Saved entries
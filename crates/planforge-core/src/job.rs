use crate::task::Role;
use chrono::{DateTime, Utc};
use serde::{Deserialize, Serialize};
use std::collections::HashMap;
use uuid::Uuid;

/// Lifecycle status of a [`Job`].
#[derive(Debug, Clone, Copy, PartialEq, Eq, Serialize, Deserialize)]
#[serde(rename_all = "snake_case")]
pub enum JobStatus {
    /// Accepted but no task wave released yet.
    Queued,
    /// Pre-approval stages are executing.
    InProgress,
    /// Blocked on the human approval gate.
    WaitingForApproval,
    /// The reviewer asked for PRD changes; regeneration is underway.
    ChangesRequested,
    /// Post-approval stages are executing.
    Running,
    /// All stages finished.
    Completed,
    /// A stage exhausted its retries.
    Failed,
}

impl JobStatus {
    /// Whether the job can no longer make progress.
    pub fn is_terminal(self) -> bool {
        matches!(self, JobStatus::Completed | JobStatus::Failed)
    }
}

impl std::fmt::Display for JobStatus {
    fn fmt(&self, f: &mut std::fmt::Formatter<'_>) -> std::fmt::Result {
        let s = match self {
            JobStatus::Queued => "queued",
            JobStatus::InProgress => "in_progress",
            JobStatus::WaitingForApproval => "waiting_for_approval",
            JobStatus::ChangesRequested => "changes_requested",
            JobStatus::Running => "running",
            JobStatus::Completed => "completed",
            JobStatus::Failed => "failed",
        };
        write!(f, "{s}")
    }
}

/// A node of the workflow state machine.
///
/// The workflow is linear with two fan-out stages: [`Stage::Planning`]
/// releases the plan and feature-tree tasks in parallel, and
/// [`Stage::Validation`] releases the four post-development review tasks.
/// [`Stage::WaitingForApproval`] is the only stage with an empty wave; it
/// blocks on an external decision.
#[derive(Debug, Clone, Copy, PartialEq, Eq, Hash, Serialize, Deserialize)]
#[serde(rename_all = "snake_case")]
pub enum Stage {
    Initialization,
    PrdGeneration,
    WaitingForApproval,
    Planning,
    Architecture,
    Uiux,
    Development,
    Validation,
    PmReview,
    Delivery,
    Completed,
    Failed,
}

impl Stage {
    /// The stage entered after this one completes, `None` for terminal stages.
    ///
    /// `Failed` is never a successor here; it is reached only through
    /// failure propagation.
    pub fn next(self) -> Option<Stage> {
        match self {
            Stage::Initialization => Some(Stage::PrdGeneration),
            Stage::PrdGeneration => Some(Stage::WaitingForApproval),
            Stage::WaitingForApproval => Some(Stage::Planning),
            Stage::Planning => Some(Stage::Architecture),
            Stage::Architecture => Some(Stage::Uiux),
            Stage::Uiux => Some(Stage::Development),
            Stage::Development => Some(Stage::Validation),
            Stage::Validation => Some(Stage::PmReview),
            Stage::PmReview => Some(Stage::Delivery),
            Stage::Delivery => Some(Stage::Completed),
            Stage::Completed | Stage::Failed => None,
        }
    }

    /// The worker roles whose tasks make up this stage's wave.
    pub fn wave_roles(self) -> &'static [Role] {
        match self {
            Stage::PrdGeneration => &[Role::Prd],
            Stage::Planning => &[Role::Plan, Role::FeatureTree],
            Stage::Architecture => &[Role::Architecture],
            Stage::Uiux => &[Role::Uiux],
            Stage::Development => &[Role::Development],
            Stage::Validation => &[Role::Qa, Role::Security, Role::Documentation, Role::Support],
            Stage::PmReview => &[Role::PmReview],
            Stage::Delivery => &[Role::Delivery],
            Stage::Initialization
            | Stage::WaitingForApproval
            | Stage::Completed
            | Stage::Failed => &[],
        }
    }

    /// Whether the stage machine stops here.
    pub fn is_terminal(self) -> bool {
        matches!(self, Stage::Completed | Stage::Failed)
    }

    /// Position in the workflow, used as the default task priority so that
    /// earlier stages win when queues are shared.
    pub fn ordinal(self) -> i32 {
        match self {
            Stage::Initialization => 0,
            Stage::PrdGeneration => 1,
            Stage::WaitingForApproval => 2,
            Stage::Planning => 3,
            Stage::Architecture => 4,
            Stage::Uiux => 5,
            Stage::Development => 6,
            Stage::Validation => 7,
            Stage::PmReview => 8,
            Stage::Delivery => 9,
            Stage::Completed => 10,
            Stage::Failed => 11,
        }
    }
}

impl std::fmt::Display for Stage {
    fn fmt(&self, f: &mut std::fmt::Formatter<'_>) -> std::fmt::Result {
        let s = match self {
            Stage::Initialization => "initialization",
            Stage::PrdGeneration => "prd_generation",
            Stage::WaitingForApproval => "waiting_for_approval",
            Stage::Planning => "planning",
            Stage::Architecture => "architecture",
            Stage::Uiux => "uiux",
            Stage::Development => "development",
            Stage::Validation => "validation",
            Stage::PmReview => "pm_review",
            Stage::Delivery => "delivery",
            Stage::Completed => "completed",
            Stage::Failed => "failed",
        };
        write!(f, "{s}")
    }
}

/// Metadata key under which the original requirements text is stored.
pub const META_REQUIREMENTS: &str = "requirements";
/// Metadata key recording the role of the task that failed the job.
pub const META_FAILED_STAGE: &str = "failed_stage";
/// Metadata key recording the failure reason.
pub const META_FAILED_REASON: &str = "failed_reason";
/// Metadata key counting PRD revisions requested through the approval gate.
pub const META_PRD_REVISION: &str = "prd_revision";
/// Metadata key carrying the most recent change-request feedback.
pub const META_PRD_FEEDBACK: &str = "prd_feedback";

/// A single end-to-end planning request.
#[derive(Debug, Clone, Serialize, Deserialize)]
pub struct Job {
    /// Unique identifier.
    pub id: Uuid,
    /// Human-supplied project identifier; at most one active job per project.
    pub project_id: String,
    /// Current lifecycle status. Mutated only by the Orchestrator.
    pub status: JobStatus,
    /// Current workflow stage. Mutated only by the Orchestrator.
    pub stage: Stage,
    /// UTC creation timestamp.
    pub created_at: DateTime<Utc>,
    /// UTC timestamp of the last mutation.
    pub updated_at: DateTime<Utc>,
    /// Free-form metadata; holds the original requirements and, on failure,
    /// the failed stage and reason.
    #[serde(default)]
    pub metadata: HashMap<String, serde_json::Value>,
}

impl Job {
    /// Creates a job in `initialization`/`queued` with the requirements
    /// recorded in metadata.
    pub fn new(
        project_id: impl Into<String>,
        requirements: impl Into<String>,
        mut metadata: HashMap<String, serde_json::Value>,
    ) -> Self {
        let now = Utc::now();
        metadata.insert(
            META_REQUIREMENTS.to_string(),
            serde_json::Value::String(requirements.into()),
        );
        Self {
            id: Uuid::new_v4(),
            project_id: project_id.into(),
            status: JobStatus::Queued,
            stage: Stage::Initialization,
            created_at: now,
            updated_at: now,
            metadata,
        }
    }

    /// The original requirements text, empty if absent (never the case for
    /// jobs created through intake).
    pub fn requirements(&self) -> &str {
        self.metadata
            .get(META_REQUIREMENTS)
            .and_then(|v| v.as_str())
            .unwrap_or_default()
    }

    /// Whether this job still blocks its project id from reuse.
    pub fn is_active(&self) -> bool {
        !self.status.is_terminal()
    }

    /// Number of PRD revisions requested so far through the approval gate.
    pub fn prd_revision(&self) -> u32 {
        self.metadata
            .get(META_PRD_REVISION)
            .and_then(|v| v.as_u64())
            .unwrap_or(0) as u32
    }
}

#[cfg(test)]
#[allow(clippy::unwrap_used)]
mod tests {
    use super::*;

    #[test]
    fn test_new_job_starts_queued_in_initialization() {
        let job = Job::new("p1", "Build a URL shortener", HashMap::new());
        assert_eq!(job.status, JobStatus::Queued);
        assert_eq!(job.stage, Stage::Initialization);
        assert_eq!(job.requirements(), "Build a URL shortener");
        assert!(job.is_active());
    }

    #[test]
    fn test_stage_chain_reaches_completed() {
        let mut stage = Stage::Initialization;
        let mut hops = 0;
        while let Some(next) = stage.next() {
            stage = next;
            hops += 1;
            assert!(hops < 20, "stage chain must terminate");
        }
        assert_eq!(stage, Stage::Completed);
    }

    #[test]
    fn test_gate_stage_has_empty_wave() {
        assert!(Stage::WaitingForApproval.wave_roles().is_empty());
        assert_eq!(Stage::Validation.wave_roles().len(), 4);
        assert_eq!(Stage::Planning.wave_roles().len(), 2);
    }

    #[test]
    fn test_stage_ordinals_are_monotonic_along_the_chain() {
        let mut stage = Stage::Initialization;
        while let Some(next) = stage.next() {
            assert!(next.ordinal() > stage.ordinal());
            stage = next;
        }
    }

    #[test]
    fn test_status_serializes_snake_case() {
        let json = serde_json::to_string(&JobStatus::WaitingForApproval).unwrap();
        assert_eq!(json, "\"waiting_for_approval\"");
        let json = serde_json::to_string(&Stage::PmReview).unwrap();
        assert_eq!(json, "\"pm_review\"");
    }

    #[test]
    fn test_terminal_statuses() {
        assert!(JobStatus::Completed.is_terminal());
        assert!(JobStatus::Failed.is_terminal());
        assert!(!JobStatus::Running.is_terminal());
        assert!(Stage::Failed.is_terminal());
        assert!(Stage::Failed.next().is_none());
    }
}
==
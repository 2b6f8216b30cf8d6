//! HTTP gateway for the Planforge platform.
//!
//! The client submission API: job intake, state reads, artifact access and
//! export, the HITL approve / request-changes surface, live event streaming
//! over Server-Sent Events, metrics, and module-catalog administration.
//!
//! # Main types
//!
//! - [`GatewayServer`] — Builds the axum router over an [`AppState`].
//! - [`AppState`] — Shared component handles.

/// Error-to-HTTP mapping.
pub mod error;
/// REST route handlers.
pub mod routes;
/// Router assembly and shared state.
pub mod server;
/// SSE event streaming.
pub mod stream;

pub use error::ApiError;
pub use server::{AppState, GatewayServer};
==
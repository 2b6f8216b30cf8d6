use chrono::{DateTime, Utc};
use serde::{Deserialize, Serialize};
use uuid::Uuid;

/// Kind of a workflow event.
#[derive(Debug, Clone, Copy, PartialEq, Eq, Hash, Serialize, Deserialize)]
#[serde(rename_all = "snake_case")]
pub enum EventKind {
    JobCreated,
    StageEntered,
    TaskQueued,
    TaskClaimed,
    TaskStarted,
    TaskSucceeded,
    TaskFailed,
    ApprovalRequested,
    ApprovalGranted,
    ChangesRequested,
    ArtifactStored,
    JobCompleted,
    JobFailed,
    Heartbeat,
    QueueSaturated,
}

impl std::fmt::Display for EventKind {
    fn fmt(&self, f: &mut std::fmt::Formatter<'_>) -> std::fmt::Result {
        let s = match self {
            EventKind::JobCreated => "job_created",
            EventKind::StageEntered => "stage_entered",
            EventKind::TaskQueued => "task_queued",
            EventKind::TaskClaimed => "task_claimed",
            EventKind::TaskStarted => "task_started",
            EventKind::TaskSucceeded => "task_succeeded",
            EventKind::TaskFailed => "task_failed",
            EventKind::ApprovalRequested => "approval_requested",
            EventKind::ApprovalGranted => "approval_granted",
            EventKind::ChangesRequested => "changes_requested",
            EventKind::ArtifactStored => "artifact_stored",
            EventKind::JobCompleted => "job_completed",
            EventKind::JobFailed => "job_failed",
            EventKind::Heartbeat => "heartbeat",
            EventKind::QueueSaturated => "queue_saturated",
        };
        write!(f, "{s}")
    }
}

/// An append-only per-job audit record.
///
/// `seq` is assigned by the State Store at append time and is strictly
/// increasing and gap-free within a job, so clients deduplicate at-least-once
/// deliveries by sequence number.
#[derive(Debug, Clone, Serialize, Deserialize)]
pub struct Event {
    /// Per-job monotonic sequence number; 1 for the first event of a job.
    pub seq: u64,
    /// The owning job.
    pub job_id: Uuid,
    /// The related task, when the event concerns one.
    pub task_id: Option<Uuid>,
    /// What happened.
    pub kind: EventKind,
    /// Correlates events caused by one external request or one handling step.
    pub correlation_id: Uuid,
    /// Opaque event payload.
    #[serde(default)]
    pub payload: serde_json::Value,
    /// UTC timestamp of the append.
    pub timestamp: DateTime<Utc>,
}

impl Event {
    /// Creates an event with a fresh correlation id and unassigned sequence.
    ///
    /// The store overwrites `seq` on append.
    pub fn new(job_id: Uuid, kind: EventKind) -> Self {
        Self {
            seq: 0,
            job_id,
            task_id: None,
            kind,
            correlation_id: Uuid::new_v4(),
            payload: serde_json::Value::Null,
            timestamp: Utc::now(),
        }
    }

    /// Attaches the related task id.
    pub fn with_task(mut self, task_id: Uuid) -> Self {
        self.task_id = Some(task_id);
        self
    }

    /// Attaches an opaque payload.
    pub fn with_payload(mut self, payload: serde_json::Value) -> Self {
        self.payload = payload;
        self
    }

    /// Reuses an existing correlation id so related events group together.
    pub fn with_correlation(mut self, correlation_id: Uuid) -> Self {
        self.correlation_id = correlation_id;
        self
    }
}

» Task directions
The reply is a bare number: how many lines above include "shortener".

» Answer for the task
2